In Israel, Rosa seeks to become a cabaret singer, Flora a midwife like her mother and Yasmin has no particular ambitions. The sisters are totally bonded, and are the most important person in each others lives. They veto each others boyfriends and all get married on the same day. One sister (Rose) has a child, one is pregnant with twins (Yasmin) and one is permanently childless (Flora). The film moves backwards and forwards in time and place. From the present in Tel Aviv to the past in Alexandria, as it slowly unravels the dark family secret about the set of twins born to Yasmin many years earlier. Through the different narratives of each sister we discover that when the babies were born, Yasmin felt compassion for her childless Flora, and gave her one of the twins. She chose love for her sister, over love for her child. As Rosa tells her daughter Rucha “we were much better sisters than mothers”.

The third sister film involving children is slightly different. The child in this film, Noodle, is not biologically connected to the sisters, but nevertheless their own lives change as they develop ties with him. Noodle (2007), directed by Ayelet Menahemi, has a wonderful cast which includes many very well-known Israeli actors as well as the most charming Chinese child actor Baoqi Chen. He almost steals the show. The Israeli cast includes Mili Avital, Anat Waxman, Alon Aboutboul, Iftach Klein also putting in fabulous performances. Noodle tells the story of Miri (Mili Avital), a twice widowed El Al flight attendant who is left unexpectedly to look after the six year-old child of her Chinese cleaner, who has been deported back to Beijing from Israel.

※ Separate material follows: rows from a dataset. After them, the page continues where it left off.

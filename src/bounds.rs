//! Bounds arithmetic — normalizes possibly-negative offsets and sentinel
//! lengths against a buffer's two lengths, and classifies an out-of-range
//! access as *captured-bounds* or *reported-bounds*.
//!
//! Every accessor in this crate funnels through [`check`] (or its
//! non-raising twin [`check_opt`]) before touching a byte. No accessor may
//! bypass this module — a one-offset-off-by-one error here is the exact
//! class of bug this crate exists to prevent.

use core::fmt;

/// The two error kinds a bounds check can produce.
///
/// *Captured*: the request reads past what was actually captured but still
/// within what the wire protocol claims exists — the capture was truncated.
/// *Reported*: the request reads past what the protocol itself claims exists
/// — the protocol or packet is malformed.
///
/// Both variants carry the raw inputs that triggered them so a caller can
/// format a diagnostic ("field at offset 12 wants 4 bytes, only 2 captured")
/// without re-deriving the numbers it already had.
#[derive(Debug, Clone, Copy, PartialEq, Eq)]
pub enum BoundsError {
    /// Read would pass the captured length but stays within the reported length.
    Captured {
        offset: i64,
        length: i64,
        available: usize,
    },
    /// Read would pass the reported length.
    Reported {
        offset: i64,
        length: i64,
        available: usize,
    },
}

impl fmt::Display for BoundsError {
    fn fmt(&self, f: &mut fmt::Formatter<'_>) -> fmt::Result {
        match self {
            BoundsError::Captured {
                offset,
                length,
                available,
            } => write!(
                f,
                "captured-bounds: offset {offset} length {length} exceeds {available} captured bytes"
            ),
            BoundsError::Reported {
                offset,
                length,
                available,
            } => write!(
                f,
                "reported-bounds: offset {offset} length {length} exceeds {available} reported bytes"
            ),
        }
    }
}

#[cfg(feature = "std")]
impl std::error::Error for BoundsError {}

/// Normalize `(offset, length)` against a buffer's captured/reported lengths
/// and return the absolute, in-range `(offset, length)` pair — or the
/// classified error.
///
/// `length == -1` means "to the end of the captured data". `length < -1` is
/// always a captured-bounds error, independent of `offset`.
///
/// The offset alone is only ever rejected against `reported_len` (a position
/// past everything the protocol claims to have is unreachable no matter what
/// length follows it). An offset past `captured_len` but still within
/// `reported_len` is left to the read's *end* (`offset + length`) to
/// classify below — a zero-length or short read landing there can still be
/// in-bounds, and a longer one can still turn out to be reported-bounds
/// rather than captured-bounds.
pub fn check(
    captured_len: usize,
    reported_len: usize,
    offset: i64,
    length: i64,
) -> Result<(usize, usize), BoundsError> {
    let abs_offset = if offset >= 0 {
        let o = offset as u64;
        if o > reported_len as u64 {
            return Err(BoundsError::Reported {
                offset,
                length,
                available: reported_len,
            });
        }
        o as usize
    } else {
        let ao = offset.unsigned_abs();
        if ao > reported_len as u64 {
            return Err(BoundsError::Reported {
                offset,
                length,
                available: reported_len,
            });
        }
        if ao > captured_len as u64 {
            return Err(BoundsError::Captured {
                offset,
                length,
                available: captured_len,
            });
        }
        captured_len - ao as usize
    };

    if length < -1 {
        return Err(BoundsError::Captured {
            offset,
            length,
            available: captured_len,
        });
    }

    let abs_length = if length == -1 {
        captured_len.saturating_sub(abs_offset)
    } else {
        length as usize
    };

    let end = abs_offset.saturating_add(abs_length);
    if end <= captured_len {
        Ok((abs_offset, abs_length))
    } else if end <= reported_len {
        Err(BoundsError::Captured {
            offset,
            length,
            available: captured_len,
        })
    } else {
        Err(BoundsError::Reported {
            offset,
            length,
            available: reported_len,
        })
    }
}

/// Non-raising twin of [`check`]: returns `None` instead of a classified error.
pub fn check_opt(
    captured_len: usize,
    reported_len: usize,
    offset: i64,
    length: i64,
) -> Option<(usize, usize)> {
    check(captured_len, reported_len, offset, length).ok()
}

/// Resolve a possibly-negative offset to an absolute, in-`captured_len` offset.
///
/// Used on its own by length queries (`length_remaining`, `offset_exists`)
/// that only need the offset resolved, not a full `(offset, length)` check.
pub fn normalize_offset(
    captured_len: usize,
    reported_len: usize,
    offset: i64,
) -> Result<usize, BoundsError> {
    if offset >= 0 {
        let o = offset as u64;
        if o > reported_len as u64 {
            return Err(BoundsError::Reported {
                offset,
                length: 0,
                available: reported_len,
            });
        }
        if o > captured_len as u64 {
            return Err(BoundsError::Captured {
                offset,
                length: 0,
                available: captured_len,
            });
        }
        Ok(o as usize)
    } else {
        let ao = offset.unsigned_abs();
        if ao > reported_len as u64 {
            return Err(BoundsError::Reported {
                offset,
                length: 0,
                available: reported_len,
            });
        }
        if ao > captured_len as u64 {
            return Err(BoundsError::Captured {
                offset,
                length: 0,
                available: captured_len,
            });
        }
        Ok(captured_len - ao as usize)
    }
}

/// Bounds rule for `ensure_bytes_exist`: unlike [`check`], any negative
/// `length` (including `-1`) is treated as "more bytes than could possibly
/// exist" and is a reported-bounds error unconditionally. This mirrors a
/// deliberate inconsistency in the historical bounds API that later callers
/// rely on: `ensure_bytes_exist` never treats `-1` as "to end of buffer".
pub fn check_bytes_exist(
    captured_len: usize,
    reported_len: usize,
    offset: i64,
    length: i64,
) -> Result<(usize, usize), BoundsError> {
    if length < 0 {
        return Err(BoundsError::Reported {
            offset,
            length,
            available: reported_len,
        });
    }
    check(captured_len, reported_len, offset, length)
}

#[cfg(test)]
mod tests {
    use super::*;

    #[test]
    fn zero_length_at_eof_is_in_bounds() {
        // zero-length subset at EOF.
        assert_eq!(check(10, 10, 10, 0), Ok((10, 0)));
    }

    #[test]
    fn truncation_classification() {
        // length 4, reported 16.
        assert_eq!(check(4, 16, 3, 1), Ok((3, 1)));
        assert_eq!(
            check(4, 16, 4, 1),
            Err(BoundsError::Captured {
                offset: 4,
                length: 1,
                available: 4
            })
        );
        assert_eq!(
            check(4, 16, 16, 1),
            Err(BoundsError::Reported {
                offset: 16,
                length: 1,
                available: 16
            })
        );
    }

    #[test]
    fn negative_offset_resolves_from_end() {
        assert_eq!(check(10, 10, -1, 1), Ok((9, 1)));
        assert_eq!(check(10, 10, -10, 1), Ok((0, 1)));
        assert!(check(10, 10, -11, 1).is_err());
    }

    #[test]
    fn length_to_end_sentinel() {
        assert_eq!(check(10, 10, 4, -1), Ok((4, 6)));
    }

    #[test]
    fn length_below_negative_one_is_captured_error() {
        assert_eq!(
            check(10, 10, 0, -2),
            Err(BoundsError::Captured {
                offset: 0,
                length: -2,
                available: 10
            })
        );
    }

    #[test]
    fn overflowing_length_saturates_instead_of_wrapping() {
        let err = check(10, 10, 2, i64::MAX - 1).unwrap_err();
        assert!(matches!(err, BoundsError::Reported { .. }));
    }

    #[test]
    fn ensure_bytes_exist_rejects_negative_length_unconditionally() {
        assert!(matches!(
            check_bytes_exist(10, 10, 0, -1),
            Err(BoundsError::Reported { .. })
        ));
        assert!(matches!(
            check_bytes_exist(10, 10, 0, -5),
            Err(BoundsError::Reported { .. })
        ));
        assert_eq!(check_bytes_exist(10, 10, 0, 0), Ok((0, 0)));
    }
}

Together with her school teacher sister, Gila (Anat Waxman), and Gila's estranged husband, Izzy (Alon Abutbul), and an assortment of other characters, they try to work out what to do with the child, nicknamed Noodle. It turns out that Noodle is an illegal migrant, and that there is no record of him within the Israeli bureaucracy. Through personal contacts in Beijing, Miri and Gila find out where Noodle’s mother lives. They concoct an audacious plan to return Noodle to his mother. Through the course of the film, the relationship between the sisters unfolds, as we see their closeness and their dependence one upon the other, as they embark on this remarkable journey.

In all of these films, the sister role is central, in fact, being a sister is as strong a position as being a wife, lover, girlfriend or a mother. The sisters do not compromise on each other’s well being, and there are no holds barred between them.

2 comments:

Ellen said...

The time frame for all the action in Nina's Tragedies is nine months, corresponding to the nine months of Nina's pregnancy with her dead husband's baby until the baby's birth. These nine months are filled with strange happenings --- from peeping perverts (of which our 14 year old narrator, Nadav, nephew to Nina, is one) to inappropriate love affairs of both Nina and her sister Alona; from the death of Nadav's father, estranged from Alona, due to lung cancer to the birth of Nina's baby and her romantic entanglement with a married man. The film is written from the point of view of a boy's coming of age story, but Nadav never actually grows up. The best part of the film is the sisters' relationship, Nina and Alona. Alona is the one constant, the one factor of normalcy, in Nina's life. The film's failing is that we never get a glimpse of Nina being Alona's helpmate, so Nina never becomes a fully realized person for us.

Amy Kronish said...

Avi wrote about Nina's Tragedies --

Nina is like a muse – she is a beautiful creature, sort of a Madonna-like character – her nephew has a crazy adolescent crush on her, and Avinoam also has a crazy crush on her – sort of like having a woman on a pedestal – he still loves his girlfriend and marries her – but he has an obsession with Nina. This is making a statement about how beautiful women are looked upon in Israeli society.